Each of the lines from the one that contains "assert_eq!(dag.loop_depth_of(&unknown), 0);" to the end of the entries below should be output exactly.

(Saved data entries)
[Start of section]
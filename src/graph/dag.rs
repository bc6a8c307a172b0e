//! The immutable, validated DAG container.
//!
//! Produced only by [`crate::builder::DagBuilder::build`] or
//! `build_without_source_sink_check`; passes mutate attributes in place but
//! never add or remove a vertex or edge once built.

use indexmap::{IndexMap, IndexSet};

use crate::graph::edge::{Edge, EdgeId};
use crate::graph::vertex::{Vertex, VertexId};

/// An immutable, acyclic, attributed graph. Edges live once in an owning
/// arena keyed by [`EdgeId`]; per-vertex adjacency sets hold `EdgeId`s.
#[derive(Debug, Clone, PartialEq)]
pub struct Dag {
    pub(crate) vertices: IndexMap<VertexId, Vertex>,
    pub(crate) edges: IndexMap<EdgeId, Edge>,
    pub(crate) incoming: IndexMap<VertexId, IndexSet<EdgeId>>,
    pub(crate) outgoing: IndexMap<VertexId, IndexSet<EdgeId>>,
    pub(crate) loop_assignment: IndexMap<VertexId, VertexId>,
    pub(crate) loop_depth: IndexMap<VertexId, u32>,
}

impl Dag {
    pub(crate) fn empty() -> Self {
        Dag {
            vertices: IndexMap::new(),
            edges: IndexMap::new(),
            incoming: IndexMap::new(),
            outgoing: IndexMap::new(),
            loop_assignment: IndexMap::new(),
            loop_depth: IndexMap::new(),
        }
    }

    /// All vertices, in insertion order.
    pub fn vertices(&self) -> impl Iterator<Item = &Vertex> {
        self.vertices.values()
    }

    pub fn vertex(&self, id: &VertexId) -> Option<&Vertex> {
        self.vertices.get(id)
    }

    pub fn edge(&self, id: &EdgeId) -> Option<&Edge> {
        self.edges.get(id)
    }

    pub fn vertex_count(&self) -> usize {
        self.vertices.len()
    }

    pub fn edge_count(&self) -> usize {
        self.edges.len()
    }

    /// Incoming edges of `v`, in insertion order. Empty (not missing) for a
    /// known vertex with no in-edges.
    pub fn incoming_edges_of(&self, v: &VertexId) -> Vec<&Edge> {
        self.incoming
            .get(v)
            .into_iter()
            .flatten()
            .filter_map(|eid| self.edges.get(eid))
            .collect()
    }

    /// Outgoing edges of `v`, in insertion order.
    pub fn outgoing_edges_of(&self, v: &VertexId) -> Vec<&Edge> {
        self.outgoing
            .get(v)
            .into_iter()
            .flatten()
            .filter_map(|eid| self.edges.get(eid))
            .collect()
    }

    /// The `Loop` vertex `v` is assigned to, if any.
    pub fn assigned_loop_of(&self, v: &VertexId) -> Option<&VertexId> {
        self.loop_assignment.get(v)
    }

    /// Loop-nesting depth of `v`; 0 when not inside a loop or unknown.
    pub fn loop_depth_of(&self, v: &VertexId) -> u32 {
        self.loop_depth.get(v).copied().unwrap_or(0)
    }

    /// Whether `v` is itself a composite (`Loop`) container.
    pub fn is_composite(&self, v: &VertexId) -> bool {
        self.vertices.get(v).map(|vx| vx.is_loop()).unwrap_or(false)
    }

    /// Topological order over all vertices, deterministic for a given
    /// construction order: a standard iterative DFS post-order reversal,
    /// visiting unvisited vertices in insertion order and each vertex's
    /// children in outgoing-edge insertion order.
    pub fn topological_order(&self) -> Vec<VertexId> {
        let mut visited: IndexSet<VertexId> = IndexSet::new();
        let mut finished: Vec<VertexId> = Vec::with_capacity(self.vertices.len());

        for start in self.vertices.keys() {
            if visited.contains(start) {
                continue;
            }
            self.dfs_post_order(start, &mut visited, &mut finished);
        }

        finished.reverse();
        finished
    }

    /// Reverse of [`Dag::topological_order`].
    pub fn reverse_topological_order(&self) -> Vec<VertexId> {
        let mut order = self.topological_order();
        order.reverse();
        order
    }

    fn dfs_post_order(
        &self,
        v: &VertexId,
        visited: &mut IndexSet<VertexId>,
        finished: &mut Vec<VertexId>,
    ) {
        if !visited.insert(v.clone()) {
            return;
        }
        for edge in self.outgoing_edges_of(v) {
            if !visited.contains(&edge.destination) {
                self.dfs_post_order(&edge.destination, visited, finished);
            }
        }
        finished.push(v.clone());
    }
}

#[cfg(test)]
mod tests {
    use super::*;
    use crate::builder::DagBuilder;
    use crate::graph::edge::EdgeType;
    use crate::graph::vertex::{TransformKind, Vertex};

    fn linear_dag() -> Dag {
        let mut builder = DagBuilder::new();
        builder.add_vertex(Vertex::source("a"));
        builder.add_vertex(Vertex::operator("b", TransformKind::Other));
        builder.add_vertex(Vertex::operator("c", TransformKind::DoTransform));
        builder
            .connect(Edge::new("a->b", "a", "b", EdgeType::OneToOne))
            .unwrap();
        builder
            .connect(Edge::new("b->c", "b", "c", EdgeType::OneToOne))
            .unwrap();
        builder.build().unwrap()
    }

    use crate::graph::edge::Edge;

    #[test]
    fn topological_order_respects_edges() {
        let dag = linear_dag();
        let order = dag.topological_order();
        let pos = |id: &str| order.iter().position(|v| v.as_str() == id).unwrap();
        assert!(pos("a") < pos("b"));
        assert!(pos("b") < pos("c"));
    }

    #[test]
    fn reverse_topological_order_is_exact_reverse() {
        let dag = linear_dag();
        let mut reversed = dag.topological_order();
        reversed.reverse();
        assert_eq!(reversed, dag.reverse_topological_order());
    }

    #[test]
    fn adjacency_queries_on_unknown_vertex_are_empty() {
        let dag = linear_dag();
        let unknown = VertexId::new("does-not-exist");
        assert!(dag.incoming_edges_of(&unknown).is_empty());
        assert!(dag.outgoing_edges_of(&unknown).is_empty());
        assert_eq!(dag.loop_depth_of(&unknown), 0);
        assert_eq!(dag.assigned_loop_of(&unknown), None);
    }
}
[End of section]
- REPLY TO THE TASK
        assert_eq!(dag.loop_depth_of(&unknown), 0);
        assert_eq!(dag.assigned_loop_of(&unknown), None);
    }
}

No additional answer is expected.